From the first paragraph:

[The LAN Shop Operator] had displayed A4-size notices comprising of photocopies of the identity documents of 11 individuals whom the Organisation had banned from entry, along with descriptions of why those individuals had been banned.

The LAN Shop Operator was ordered to pay a $7,000 financial penalty.

Thing 1: Sensitive, Sensitive, Sensitive#

As mentioned in the summary, the LAN Shop had displayed prominently personal information of the “banned” individuals, as well as the grounds for their banning.1 These grounds, along with personal information such as NRIC, mobile phone number, name of employer etc were rightly considered to be personal information by the PDPC.

Furthermore, NRIC numbers, pictures and shameful reasons are sensitive personal information, and the PDPC considered this to be “aggravating” in determining the financial penalty.

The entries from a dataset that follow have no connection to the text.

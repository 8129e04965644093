use crate::{
    error::Result,
    models::notification::{NewNotification, Notification, NotificationType},
    services::notification_store::NotificationStore,
};
use std::sync::Arc;
use tracing::info;

/// Turns employee lifecycle events into queued IT notifications.
///
/// No validation or deduplication happens here: every call queues a new
/// record, even when one is already pending for the same employee.
#[derive(Clone)]
pub struct NotificationProducer {
    store: Arc<NotificationStore>,
}

impl NotificationProducer {
    pub fn new(store: Arc<NotificationStore>) -> Self {
        Self { store }
    }

    pub fn notify_new_employee(
        &self,
        employee_id: &str,
        employee_name: &str,
        department: &str,
        table_number: &str,
    ) -> Result<Notification> {
        let message = format!(
            "New employee {} from {} ready for IT setup",
            employee_name, department
        );
        self.queue(
            NotificationType::NewEmployee,
            employee_id,
            employee_name,
            department,
            table_number,
            message,
        )
    }

    pub fn notify_employee_update(
        &self,
        employee_id: &str,
        employee_name: &str,
        department: &str,
        table_number: &str,
    ) -> Result<Notification> {
        let message = format!(
            "Employee {} from {} was updated, review IT setup",
            employee_name, department
        );
        self.queue(
            NotificationType::EmployeeUpdate,
            employee_id,
            employee_name,
            department,
            table_number,
            message,
        )
    }

    pub fn notify_employee_deleted(
        &self,
        employee_id: &str,
        employee_name: &str,
        department: &str,
        table_number: &str,
    ) -> Result<Notification> {
        let message = format!(
            "Employee {} from {} was removed, revoke IT access",
            employee_name, department
        );
        self.queue(
            NotificationType::EmployeeDeleted,
            employee_id,
            employee_name,
            department,
            table_number,
            message,
        )
    }

    fn queue(
        &self,
        notification_type: NotificationType,
        employee_id: &str,
        employee_name: &str,
        department: &str,
        table_number: &str,
        message: String,
    ) -> Result<Notification> {
        let notification = self.store.add(NewNotification {
            notification_type,
            employee_id: employee_id.to_string(),
            employee_name: employee_name.to_string(),
            department: department.to_string(),
            table_number: table_number.to_string(),
            message,
            processed: false,
        })?;

        info!(
            "Queued {} notification for {} ({})",
            notification_type, employee_name, employee_id
        );
        Ok(notification)
    }
}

It is a tad disappointing that no reference was made to the new NRIC guidelines, especially whether the condition for collection and use, ie. was it necessary to accurately establish or verify the identities of the individuals to a high degree of fidelity, was met. My guess is that the condition would not be met. Even so, given the purpose it was collected or used (maintaining an internal black list), an argument to meet this condition could be made.2

The PDPC appears to be focusing on organisations who use sensitive personal information to shame others recently. Other recent cases which feature this include Re Galaxy Credit and Investments. This means that if you plan to use sensitive personal information this way, you have to take extra care of your exposure in this area. People are more motivated to complain about your use of personal data if you are using it against them.

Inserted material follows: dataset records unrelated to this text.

//! Operator console for the IT setup queue.
//!
//! Reads one command per line from stdin while the dashboard polls the
//! backend in the background. Type `help` for the command list.

use std::sync::Arc;
use tokio::io::{AsyncBufReadExt, BufReader};
use tokio::sync::watch;
use tokio_util::sync::CancellationToken;
use tracing::{error, info, warn};
use tracing_subscriber::{layer::SubscriberExt, util::SubscriberInitExt};

use it_desk::{
    config::Config,
    services::{
        ApiClient, Dashboard, DashboardSnapshot, NotificationProducer, NotificationStore,
        SetupFlow, Visibility,
    },
};

const HELP: &str = "\
commands:
  notify  <employeeId>|<name>|<department>|<table>   queue a new-employee setup
  update  <employeeId>|<name>|<department>|<table>   queue an update review
  delete  <employeeId>|<name>|<department>|<table>   queue an access revocation
  pending                                            list pending notifications
  search  [text][|<department>]                      filter IT accounts by text and department
  select  <notificationId>                           show the pre-filled setup form
  done    <notificationId> <systemId>                create the IT account and close the notification
  remove  <notificationId>                           drop a notification
  clear                                              drop every notification
  refresh | hide | show | help | quit";

#[derive(Debug, Clone, PartialEq, Eq)]
enum Command {
    Notify(EventKind, EmployeeFields),
    Pending,
    Search { query: String, department: Option<String> },
    Select(String),
    Done { notification_id: String, system_id: String },
    Remove(String),
    Clear,
    Refresh,
    Visibility(Visibility),
    Help,
    Quit,
}

#[derive(Debug, Clone, Copy, PartialEq, Eq)]
enum EventKind {
    New,
    Update,
    Delete,
}

#[derive(Debug, Clone, PartialEq, Eq)]
struct EmployeeFields {
    employee_id: String,
    name: String,
    department: String,
    table_number: String,
}

impl Command {
    fn parse(line: &str) -> Result<Self, String> {
        let line = line.trim();
        let (verb, rest) = line.split_once(char::is_whitespace).unwrap_or((line, ""));
        let rest = rest.trim();

        let one_arg = |name: &str| -> Result<String, String> {
            if rest.is_empty() {
                Err(format!("usage: {} <notificationId>", name))
            } else {
                Ok(rest.to_string())
            }
        };

        match verb {
            "notify" => Ok(Command::Notify(EventKind::New, EmployeeFields::parse(rest)?)),
            "update" => Ok(Command::Notify(EventKind::Update, EmployeeFields::parse(rest)?)),
            "delete" => Ok(Command::Notify(EventKind::Delete, EmployeeFields::parse(rest)?)),
            "pending" | "ls" => Ok(Command::Pending),
            "search" | "find" => {
                let (query, department) = match rest.split_once('|') {
                    Some((query, department)) => (query.trim(), department.trim()),
                    None => (rest, ""),
                };
                Ok(Command::Search {
                    query: query.to_string(),
                    department: match department {
                        "" | "all" => None,
                        name => Some(name.to_string()),
                    },
                })
            }
            "select" => Ok(Command::Select(one_arg("select")?)),
            "remove" | "rm" => Ok(Command::Remove(one_arg("remove")?)),
            "done" | "complete" => match rest.split_whitespace().collect::<Vec<_>>().as_slice() {
                [notification_id, system_id] => Ok(Command::Done {
                    notification_id: notification_id.to_string(),
                    system_id: system_id.to_string(),
                }),
                _ => Err("usage: done <notificationId> <systemId>".to_string()),
            },
            "clear" => Ok(Command::Clear),
            "refresh" => Ok(Command::Refresh),
            "hide" => Ok(Command::Visibility(Visibility::Hidden)),
            "show" => Ok(Command::Visibility(Visibility::Visible)),
            "help" | "?" => Ok(Command::Help),
            "quit" | "exit" => Ok(Command::Quit),
            other => Err(format!("unknown command '{}', try 'help'", other)),
        }
    }
}

impl EmployeeFields {
    fn parse(args: &str) -> Result<Self, String> {
        let parts: Vec<&str> = args.split('|').map(str::trim).collect();
        match parts.as_slice() {
            [employee_id, name, department, table_number] => Ok(Self {
                employee_id: employee_id.to_string(),
                name: name.to_string(),
                department: department.to_string(),
                table_number: table_number.to_string(),
            }),
            _ => Err("expected <employeeId>|<name>|<department>|<table>".to_string()),
        }
    }
}

struct Console {
    store: Arc<NotificationStore>,
    producer: NotificationProducer,
    dashboard: Arc<Dashboard>,
    setup: SetupFlow,
    visibility: watch::Sender<Visibility>,
}

impl Console {
    async fn execute(&self, command: Command) -> anyhow::Result<()> {
        match command {
            Command::Notify(kind, f) => {
                let notify = match kind {
                    EventKind::New => NotificationProducer::notify_new_employee,
                    EventKind::Update => NotificationProducer::notify_employee_update,
                    EventKind::Delete => NotificationProducer::notify_employee_deleted,
                };
                let n = notify(
                    &self.producer,
                    &f.employee_id,
                    &f.name,
                    &f.department,
                    &f.table_number,
                )?;
                println!("queued {} ({})", n.id, n.message);
                self.dashboard.request_refresh();
            }
            Command::Pending => print_pending(&self.dashboard.snapshot(), &self.store),
            Command::Search { query, department } => {
                print_records(&self.dashboard.snapshot(), &query, department.as_deref())
            }
            Command::Select(id) => match self.dashboard.select(&id) {
                Some(draft) => println!("{}", serde_json::to_string_pretty(&draft)?),
                None => println!("no pending notification {}", id),
            },
            Command::Done { notification_id, system_id } => {
                let Some(draft) = self.dashboard.select(&notification_id) else {
                    println!("no pending notification {}", notification_id);
                    return Ok(());
                };
                let account = self
                    .setup
                    .complete_setup(&notification_id, draft.into_request(system_id))
                    .await?;
                println!("created IT account {} for {}", account.system_id, account.employee_name);
            }
            Command::Remove(id) => {
                self.store.remove(&id)?;
                self.dashboard.request_refresh();
            }
            Command::Clear => {
                self.store.clear()?;
                self.dashboard.request_refresh();
            }
            Command::Refresh => self.dashboard.request_refresh(),
            Command::Visibility(visibility) => {
                self.visibility.send_replace(visibility);
            }
            Command::Help => println!("{}", HELP),
            Command::Quit => {}
        }
        Ok(())
    }
}

fn print_pending(snapshot: &DashboardSnapshot, store: &NotificationStore) {
    // 快照可能落后于本地队列，未同步的条目按未开户处理
    let pending = it_desk::services::dashboard::reconcile(store.list_pending(), &snapshot.records);
    if pending.is_empty() {
        println!("no pending IT setups");
        return;
    }
    for item in pending {
        let n = &item.notification;
        println!(
            "{}  {:<16} {:<24} {:<16} table {:<6} {}{}",
            n.id,
            n.notification_type,
            n.employee_name,
            n.department,
            n.table_number,
            n.created_at.format("%Y-%m-%d %H:%M"),
            if item.has_account { "  [account exists]" } else { "" },
        );
    }
}

fn print_records(snapshot: &DashboardSnapshot, query: &str, department: Option<&str>) {
    let records = snapshot.filtered_records(query, department);
    if records.is_empty() {
        println!("no matching IT accounts");
        return;
    }
    for record in records {
        let emails: Vec<&str> = record.emails.iter().map(|e| e.email.as_str()).collect();
        println!(
            "{:<12} {:<24} {:<16} {}",
            record.system_id,
            record.employee_name,
            record.department.as_deref().unwrap_or("-"),
            emails.join(", "),
        );
    }
}

async fn report_snapshots(mut snapshots: watch::Receiver<DashboardSnapshot>, shutdown: CancellationToken) {
    let mut last_error: Option<String> = None;
    loop {
        tokio::select! {
            _ = shutdown.cancelled() => break,
            changed = snapshots.changed() => {
                if changed.is_err() {
                    break;
                }
                let snapshot = snapshots.borrow_and_update().clone();
                if snapshot.is_refreshing {
                    continue;
                }
                if snapshot.last_error != last_error {
                    match &snapshot.last_error {
                        Some(message) => warn!("{}", message),
                        None => info!("Backend reachable again"),
                    }
                    last_error = snapshot.last_error.clone();
                }
                info!(
                    "{} IT accounts, {} departments, {} pending setups",
                    snapshot.records.len(),
                    snapshot.departments.len(),
                    snapshot.pending.len()
                );
            }
        }
    }
}

#[tokio::main]
async fn main() -> anyhow::Result<()> {
    dotenv::dotenv().ok();

    tracing_subscriber::registry()
        .with(tracing_subscriber::EnvFilter::new(
            std::env::var("LOG_LEVEL").unwrap_or_else(|_| "it_desk=info,it_dashboard=info".into()),
        ))
        .with(tracing_subscriber::fmt::layer().with_writer(std::io::stderr))
        .init();

    let config = Config::from_env()?;
    info!(
        "IT dashboard against {} (queue in {})",
        config.api_base_url,
        config.notification_store_dir.display()
    );

    let store = Arc::new(NotificationStore::open_dir(&config.notification_store_dir));
    let api = ApiClient::new(&config.api_base_url, config.request_timeout())?;
    let dashboard = Arc::new(Dashboard::new(
        Arc::new(api.clone()),
        store.clone(),
        config.poll_interval(),
    ));
    let (visibility, visibility_rx) = watch::channel(Visibility::Visible);
    let console = Console {
        store: store.clone(),
        producer: NotificationProducer::new(store.clone()),
        dashboard: dashboard.clone(),
        setup: SetupFlow::new(api, store).with_dashboard(dashboard.clone()),
        visibility,
    };

    let shutdown = CancellationToken::new();
    let poller = tokio::spawn(dashboard.clone().run(visibility_rx, shutdown.clone()));
    let reporter = tokio::spawn(report_snapshots(dashboard.subscribe(), shutdown.clone()));

    let mut lines = BufReader::new(tokio::io::stdin()).lines();
    loop {
        tokio::select! {
            _ = tokio::signal::ctrl_c() => break,
            line = lines.next_line() => match line {
                Ok(Some(line)) if line.trim().is_empty() => continue,
                Ok(Some(line)) => match Command::parse(&line) {
                    Ok(Command::Quit) => break,
                    Ok(command) => {
                        if let Err(e) = console.execute(command).await {
                            error!("{}", e);
                        }
                    }
                    Err(message) => println!("{}", message),
                },
                Ok(None) => break,
                Err(e) => {
                    error!("Failed to read stdin: {}", e);
                    break;
                }
            }
        }
    }

    shutdown.cancel();
    poller.await?;
    reporter.await?;
    Ok(())
}

#[cfg(test)]
mod tests {
    use super::*;

    #[test]
    fn parses_employee_events() {
        let command = Command::parse("notify e1|Alice Smith|Engineering|T12").unwrap();
        assert_eq!(
            command,
            Command::Notify(
                EventKind::New,
                EmployeeFields {
                    employee_id: "e1".into(),
                    name: "Alice Smith".into(),
                    department: "Engineering".into(),
                    table_number: "T12".into(),
                }
            )
        );
        assert!(Command::parse("delete e1|Alice").is_err());
    }

    #[test]
    fn parses_search_with_optional_department() {
        assert_eq!(
            Command::parse("search alice smith|Engineering").unwrap(),
            Command::Search {
                query: "alice smith".into(),
                department: Some("Engineering".into())
            }
        );
        assert_eq!(
            Command::parse("search vonage").unwrap(),
            Command::Search {
                query: "vonage".into(),
                department: None
            }
        );
        assert_eq!(
            Command::parse("search |all").unwrap(),
            Command::Search {
                query: "".into(),
                department: None
            }
        );
    }

    #[test]
    fn parses_setup_commands() {
        assert_eq!(
            Command::parse("done abc SYS-1").unwrap(),
            Command::Done {
                notification_id: "abc".into(),
                system_id: "SYS-1".into()
            }
        );
        assert!(Command::parse("done abc").is_err());
        assert!(Command::parse("select").is_err());
        assert_eq!(Command::parse("  hide ").unwrap(), Command::Visibility(Visibility::Hidden));
        assert!(Command::parse("frobnicate").is_err());
    }
}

Any reasonable person would not voluntarily agree to be named and shamed. If I am using a commercial service, I do not want a proprietor to use data I provide against me in this manner.

Interestingly, as part of its defence, the LAN Shop claimed without evidence that “some parents… will give permission for us to put the personal data of their children up”.

Luckily the LAN Shop appeared to recognise that naming and shaming might not go down well with the PDPC, and gave a somewhat more reasonable excuse for placing posters of bad children in their shops.

In any case, the PDPC confidently found that no member gave consent for their personal data to be used in that manner.

Imagine this. If I were to run a LAN Shop and stated explicitly that personal data will be used to name and shame individuals who break the rules, can I still put up such posters? I am sure everyone will still sign my Privacy Policy. I would fulfil the notification and consent obligations for such collection and use under the PDPA.

Given the analysis of the PDPC in focusing on whether members were notified of the alleged purpose, it appears to be possible to consent to such a purpose.

Thing 3: But is it ever reasonable?#

Unlike cases such as Re Galaxy Credit and Investments, this case actually presents two purposes, one perfectly reasonable: “assist staff in identifying banned members and to inform banned members that they were prohibited entry into the LAN Shop” and the other at the margins of reason in a civilised society: to name and shame banned individuals, so that others are nudged to comply with the rules put up by the LAN Shop.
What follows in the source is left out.